Father Francolon and his mother were deemed recluse by the local community, despite their efforts to give back to the community by hosting two fundraising balls at the castle in 1897. Unexpectedly, the Francolons left Manitou in 1900, leaving behind their furniture to their beloved castle. Madam Francolon would return to France where she would pass away in 1907, and Father Francolon spent his final years in New York City where he would pass away in 1922.

The Miramont Castle was vacant from 1900 until 1904 when The Sisters of Mercy were urged to purchase it for use in conjunction with operation of their Montcalm Sanitarium. Father Francolon donated his first Manitou home for their use, mainly treating patients with tuberculosis, and receiving their first patients in 1895. After the original Montcalm Sanitarium burnt down in 1907, the Sisters moved their patients into Miramont, where they would serve for the next 20 years. Miramont became known as Montcalm Sanitarium during this time to keep the familiar name.

By 1928, it the sanitarium fell under economic pressure, and the Sisters used the building as a boarding, vacation, and retreat house before eventually vacating. It stood empty until it was sold to private owners in 1946.

Popular folklore has it that the castle is haunted with various apparitions and unexplained phenomenon as reported by visitors and staff.

== Architecture ==
Father Francolon incorporated all the features he liked into one castle. It features nine separate architectural styles randomly incorporated throughout the castle, including Shingle-style Queen Anne, Romanesque, English Tudor, Flemish stepped gables, domestic Elizabethan, Venetian Ogee, Byzantine, Moorish, and half-timber Chateau.

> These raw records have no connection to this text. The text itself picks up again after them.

//! Strict row validation
//!
//! Free-text fields are sanitized first and the checks run on the
//! sanitized text, so a value that is only a formula trigger (`"="`) counts
//! as empty. The amount is checked as given.

use std::collections::BTreeMap;
use std::fmt;

use crate::models::{BudgetType, RowDraft};
use crate::security::sanitize_spreadsheet_cell;

use super::field::{
    validate_amount, validate_date, validate_required, validate_string_length, FieldError,
};

/// Length bounds per free-text field
pub const MAX_CATEGORY_LENGTH: usize = 100;
pub const MAX_ITEM_LENGTH: usize = 200;
pub const MAX_DESCRIPTION_LENGTH: usize = 500;
pub const MAX_NOTES_LENGTH: usize = 1000;

/// A row field that can carry an error
#[derive(Debug, Clone, Copy, PartialEq, Eq, PartialOrd, Ord, Hash)]
pub enum RowField {
    Type,
    Category,
    Item,
    Description,
    Date,
    Amount,
    Notes,
}

impl RowField {
    /// Key used in error maps
    pub fn as_str(&self) -> &'static str {
        match self {
            Self::Type => "type",
            Self::Category => "category",
            Self::Item => "item",
            Self::Description => "description",
            Self::Date => "date",
            Self::Amount => "amount",
            Self::Notes => "notes",
        }
    }

    /// Name used inside "{name} is required"
    pub fn label(&self) -> &'static str {
        match self {
            Self::Type => "Type",
            Self::Category => "Category",
            Self::Item => "Item",
            Self::Description => "Description",
            Self::Date => "Date",
            Self::Amount => "Amount",
            Self::Notes => "Notes",
        }
    }
}

impl fmt::Display for RowField {
    fn fmt(&self, f: &mut fmt::Formatter<'_>) -> fmt::Result {
        f.write_str(self.as_str())
    }
}

/// Outcome of [`validate_budget_row`]: field -> error, empty when valid
#[derive(Debug, Clone, Default, PartialEq, Eq)]
pub struct RowValidation {
    errors: BTreeMap<RowField, FieldError>,
}

impl RowValidation {
    pub fn is_valid(&self) -> bool {
        self.errors.is_empty()
    }

    /// Look up the error for a field by its key (`"type"`, `"amount"`, ...)
    pub fn error(&self, field: &str) -> Option<&FieldError> {
        self.errors
            .iter()
            .find(|(f, _)| f.as_str() == field)
            .map(|(_, e)| e)
    }

    pub fn get(&self, field: RowField) -> Option<&FieldError> {
        self.errors.get(&field)
    }

    /// Errors in field order
    pub fn errors(&self) -> impl Iterator<Item = (RowField, &FieldError)> {
        self.errors.iter().map(|(f, e)| (*f, e))
    }

    /// Field key -> message, the shape a form renders
    pub fn messages(&self) -> BTreeMap<&'static str, String> {
        self.errors
            .iter()
            .map(|(f, e)| (f.as_str(), e.to_string()))
            .collect()
    }

    pub fn len(&self) -> usize {
        self.errors.len()
    }

    pub fn is_empty(&self) -> bool {
        self.errors.is_empty()
    }

    fn record(&mut self, field: RowField, check: Result<(), FieldError>) {
        if let Err(err) = check {
            self.errors.insert(field, err);
        }
    }
}

/// Validate every field of a row
///
/// Required: type, category, item, description, date, amount. Notes are
/// optional but length-bounded. When a field fails both the required and
/// the length check, the length error is the one reported.
pub fn validate_budget_row(row: &RowDraft) -> RowValidation {
    let kind = sanitize_spreadsheet_cell(&row.kind);
    let category = sanitize_spreadsheet_cell(&row.category);
    let item = sanitize_spreadsheet_cell(&row.item);
    let description = sanitize_spreadsheet_cell(&row.description);
    let date = sanitize_spreadsheet_cell(&row.date);
    let notes = sanitize_spreadsheet_cell(&row.notes);

    let mut result = RowValidation::default();

    result.record(
        RowField::Type,
        validate_required(&kind, RowField::Type.label()).and_then(|()| {
            kind.parse::<BudgetType>()
                .map(|_| ())
                .map_err(|_| FieldError::InvalidType)
        }),
    );
    result.record(
        RowField::Category,
        validate_required(&category, RowField::Category.label()),
    );
    result.record(RowField::Item, validate_required(&item, RowField::Item.label()));
    result.record(
        RowField::Description,
        validate_required(&description, RowField::Description.label()),
    );
    result.record(RowField::Date, validate_date(&date));
    result.record(RowField::Amount, validate_amount(row.amount));

    for (field, value, max_length) in [
        (RowField::Category, &category, MAX_CATEGORY_LENGTH),
        (RowField::Item, &item, MAX_ITEM_LENGTH),
        (RowField::Description, &description, MAX_DESCRIPTION_LENGTH),
        (RowField::Notes, &notes, MAX_NOTES_LENGTH),
    ] {
        result.record(field, validate_string_length(value, max_length));
    }

    result
}
//! CSV Export functionality
//!
//! Layout: the header line, then one line per row with every text field in
//! double quotes and the amount unquoted with two decimals. Lines are joined
//! with `\n` and the file has no trailing newline. Sanitized text never
//! contains `"` (it is escaped to `&quot;`), so quoting needs no doubling.

use std::io::Write;
use std::path::Path;

use crate::error::{BudgetError, BudgetResult};
use crate::models::BudgetRow;

use super::{output_path, ExportFormat, SanitizedRow, EXPORT_HEADERS};

/// Write rows as CSV
pub fn write_budget_csv<W: Write>(rows: &[BudgetRow], writer: &mut W) -> BudgetResult<()> {
    write!(writer, "{}", EXPORT_HEADERS.join(","))
        .map_err(|e| BudgetError::Export(e.to_string()))?;

    for row in rows.iter().map(SanitizedRow::from) {
        write!(
            writer,
            "\n\"{}\",\"{}\",\"{}\",\"{}\",\"{}\",{:.2},\"{}\"",
            row.kind, row.category, row.item, row.description, row.date, row.amount, row.notes
        )
        .map_err(|e| BudgetError::Export(e.to_string()))?;
    }

    Ok(())
}

/// Render rows as a CSV string
pub fn budget_csv_string(rows: &[BudgetRow]) -> BudgetResult<String> {
    let mut buffer = Vec::new();
    write_budget_csv(rows, &mut buffer)?;
    String::from_utf8(buffer).map_err(|e| BudgetError::Export(e.to_string()))
}

/// Export rows to `{basename}.csv`
///
/// The content is rendered in memory first, so a failure never leaves a
/// half-written file behind. Returns `false` and logs on failure.
pub fn export_to_csv(rows: &[BudgetRow], basename: impl AsRef<Path>) -> bool {
    let path = output_path(basename, ExportFormat::Csv);

    let result = budget_csv_string(rows).and_then(|content| {
        std::fs::write(&path, content).map_err(|e| {
            BudgetError::Export(format!("Failed to write {}: {}", path.display(), e))
        })
    });

    match result {
        Ok(()) => {
            tracing::info!(path = %path.display(), rows = rows.len(), "exported CSV");
            true
        }
        Err(e) => {
            tracing::error!(path = %path.display(), error = %e, "error exporting to CSV");
            false
        }
    }
}
//! Custom error types for budget-sheet
//!
//! Row validation never produces one of these: field problems are reported
//! through [`crate::validation::RowValidation`]. `BudgetError` covers the
//! operational failures around it (config, file loading, export).

use thiserror::Error;

/// The main error type for budget-sheet operations
#[derive(Error, Debug)]
pub enum BudgetError {
    /// Configuration-related errors
    #[error("Configuration error: {0}")]
    Config(String),

    /// File I/O errors
    #[error("I/O error: {0}")]
    Io(String),

    /// JSON serialization/deserialization errors
    #[error("JSON error: {0}")]
    Json(String),

    /// YAML serialization/deserialization errors
    #[error("YAML error: {0}")]
    Yaml(String),

    /// A row or value was rejected
    #[error("Validation error: {0}")]
    Validation(String),

    /// Entity not found errors
    #[error("{entity_type} not found: {identifier}")]
    NotFound {
        entity_type: &'static str,
        identifier: String,
    },

    /// Export errors
    #[error("Export error: {0}")]
    Export(String),

    /// Sheet document loading errors
    #[error("Storage error: {0}")]
    Storage(String),
}

impl BudgetError {
    /// Create a "not found" error for a row index
    pub fn row_not_found(index: usize) -> Self {
        Self::NotFound {
            entity_type: "Row",
            identifier: index.to_string(),
        }
    }

    /// Check if this is a "not found" error
    pub fn is_not_found(&self) -> bool {
        matches!(self, Self::NotFound { .. })
    }

    /// Check if this is a validation error
    pub fn is_validation(&self) -> bool {
        matches!(self, Self::Validation(_))
    }
}

impl From<std::io::Error> for BudgetError {
    fn from(err: std::io::Error) -> Self {
        Self::Io(err.to_string())
    }
}

impl From<serde_json::Error> for BudgetError {
    fn from(err: serde_json::Error) -> Self {
        Self::Json(err.to_string())
    }
}

impl From<serde_yaml::Error> for BudgetError {
    fn from(err: serde_yaml::Error) -> Self {
        Self::Yaml(err.to_string())
    }
}

impl From<csv::Error> for BudgetError {
    fn from(err: csv::Error) -> Self {
        Self::Storage(format!("Failed to read CSV: {}", err))
    }
}

impl From<rust_xlsxwriter::XlsxError> for BudgetError {
    fn from(err: rust_xlsxwriter::XlsxError) -> Self {
        Self::Export(err.to_string())
    }
}

/// Result type alias for budget-sheet operations
pub type BudgetResult<T> = Result<T, BudgetError>;

#[cfg(test)]
mod tests {
    use super::*;

    #[test]
    fn test_error_display() {
        let err = BudgetError::Config("test error".into());
        assert_eq!(err.to_string(), "Configuration error: test error");
    }

    #[test]
    fn test_row_not_found() {
        let err = BudgetError::row_not_found(7);
        assert_eq!(err.to_string(), "Row not found: 7");
        assert!(err.is_not_found());
        assert!(!err.is_validation());
    }

    #[test]
    fn test_from_io_error() {
        let io_err = std::io::Error::new(std::io::ErrorKind::NotFound, "file not found");
        let err: BudgetError = io_err.into();
        assert!(matches!(err, BudgetError::Io(_)));
    }

    #[test]
    fn test_from_yaml_error() {
        let yaml_err = serde_yaml::from_str::<Vec<u32>>("{not: [a list").unwrap_err();
        let err: BudgetError = yaml_err.into();
        assert!(matches!(err, BudgetError::Yaml(_)));
    }
}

Being perched on a mountainside, the front door is on the first level, and the back door is on the fourth, with the two floors in between also having at least one exit to level ground.

The castle is over 14,000 square feet, with most rooms being uniquely shaped to fit their purpose. Rarely was there a room with four square corners.

==Current==
The house is now a Victorian-era historic house museum that is owned and operated by the Manitou Springs Historical Society. Visitors can tour 42 furnished rooms. The site also features a tea room, gift shop, and castle gardens. The castle can be reserved to host weddings and other occasions.